Ancient bird fossils have 'the weirdest feathers I have ever seen'



Unusual feathers preserved in 100-million-year-old Cretaceous amber could have been used as defensive decoys. PIERRE COCKX/RSM

Ancient bird fossils have ‘the weirdest feathers I have ever seen’
By John PickrellDec. 14, 2018 , 8:00 AM

One hundred million years ago, the sky was filled with birds unlike those seen today, many with long, streamerlike tail feathers. Now, paleontologists have found examples of these paired feathers preserved in exquisite detail in 31 pieces of Cretaceous amber from Myanmar. The rare 3D preservation reveals the feathers’ structure is completely different from that of modern feathers—and hints that they may have been defensive decoys to foil predators.

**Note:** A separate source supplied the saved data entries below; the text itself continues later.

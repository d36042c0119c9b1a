use std::{collections::BTreeMap, path::PathBuf};

use serde::{Deserialize, Serialize};
use tally_domain::{Locale, Tenant, Tier};

/// Stores installation-wide preferences.
#[derive(Debug, Clone, Serialize, Deserialize)]
pub struct Config {
    /// Locale code used when the caller does not pick one.
    #[serde(default = "Config::default_locale_value")]
    pub locale: String,

    /// Optional custom directory for ledger files. Defaults to `<base>/data`.
    #[serde(skip_serializing_if = "Option::is_none")]
    pub ledger_root: Option<PathBuf>,

    /// Number of entries listed on the dashboard, newest first.
    #[serde(default = "Config::default_recent_limit")]
    pub recent_limit: usize,
}

impl Default for Config {
    fn default() -> Self {
        Self {
            locale: Self::default_locale_value(),
            ledger_root: None,
            recent_limit: Self::default_recent_limit(),
        }
    }
}

impl Config {
    pub fn default_locale_value() -> String {
        "ar".into()
    }

    pub fn default_recent_limit() -> usize {
        10
    }

    pub fn locale(&self) -> Locale {
        Locale::from_code(&self.locale)
    }

    pub fn resolve_ledger_root(&self, base: &std::path::Path) -> PathBuf {
        match &self.ledger_root {
            Some(path) if path.is_absolute() => path.clone(),
            Some(path) => base.join(path),
            None => base.join("data"),
        }
    }
}

/// A tenant as stored in `tenants.json`, keyed by tenant id.
#[derive(Debug, Clone, Serialize, Deserialize, PartialEq, Eq)]
pub struct TenantRecord {
    pub password_hash: String,
    #[serde(default, skip_serializing_if = "Option::is_none")]
    pub ledger: Option<String>,
    #[serde(default, alias = "plan")]
    pub tier: Tier,
}

impl TenantRecord {
    pub fn into_tenant(self, id: &str) -> Tenant {
        let ledger = self.ledger.unwrap_or_else(|| id.to_string());
        Tenant::new(id, self.password_hash, self.tier).with_ledger(ledger)
    }
}

impl From<Tenant> for TenantRecord {
    fn from(tenant: Tenant) -> Self {
        let ledger = (tenant.ledger != tenant.id).then_some(tenant.ledger);
        Self {
            password_hash: tenant.password_hash,
            ledger,
            tier: tenant.tier,
        }
    }
}

/// Every tenant known to the installation.
#[derive(Debug, Clone, Default, Serialize, Deserialize, PartialEq, Eq)]
pub struct TenantRegistry {
    #[serde(default)]
    pub tenants: BTreeMap<String, TenantRecord>,
}

impl TenantRegistry {
    pub fn get(&self, id: &str) -> Option<Tenant> {
        self.tenants
            .get(id)
            .cloned()
            .map(|record| record.into_tenant(id))
    }

    pub fn ids(&self) -> Vec<String> {
        self.tenants.keys().cloned().collect()
    }
}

Such tail streamers—in some cases longer than the bodies—have been observed in early bird fossils from China for several decades, in particular, the 125-million-year-old Confuciusornis sanctus. They may also be present in some feathered dinosaurs. Scientists have long thought the feathers were ornamental, similar to the tail feathers in some modern hummingbirds and birds of paradise—and that they may have been unique to either males or females, as only a subset of fossils of some species possess them.

But most of those fossils are squished almost flat, making the structure of the feathers near impossible to study. “These new discoveries change the game—the fossils are astoundingly beautiful,” says Steve Brusatte, a palaeontologist at the University of Edinburgh who was not involved in the work.

Now, an international team of researchers, led Lida Xing at the China University of Geosciences in Beijing, have analyzed these feathers, many of them found paired, in 31 pieces of 100-million-year-old amber from Myanmar. “They are the weirdest feathers I have ever seen,” says co-author Jingmai O’Connor, who studies fossil birds at the Institute of Vertebrate Paleontology and Paleoanthropology in Beijing.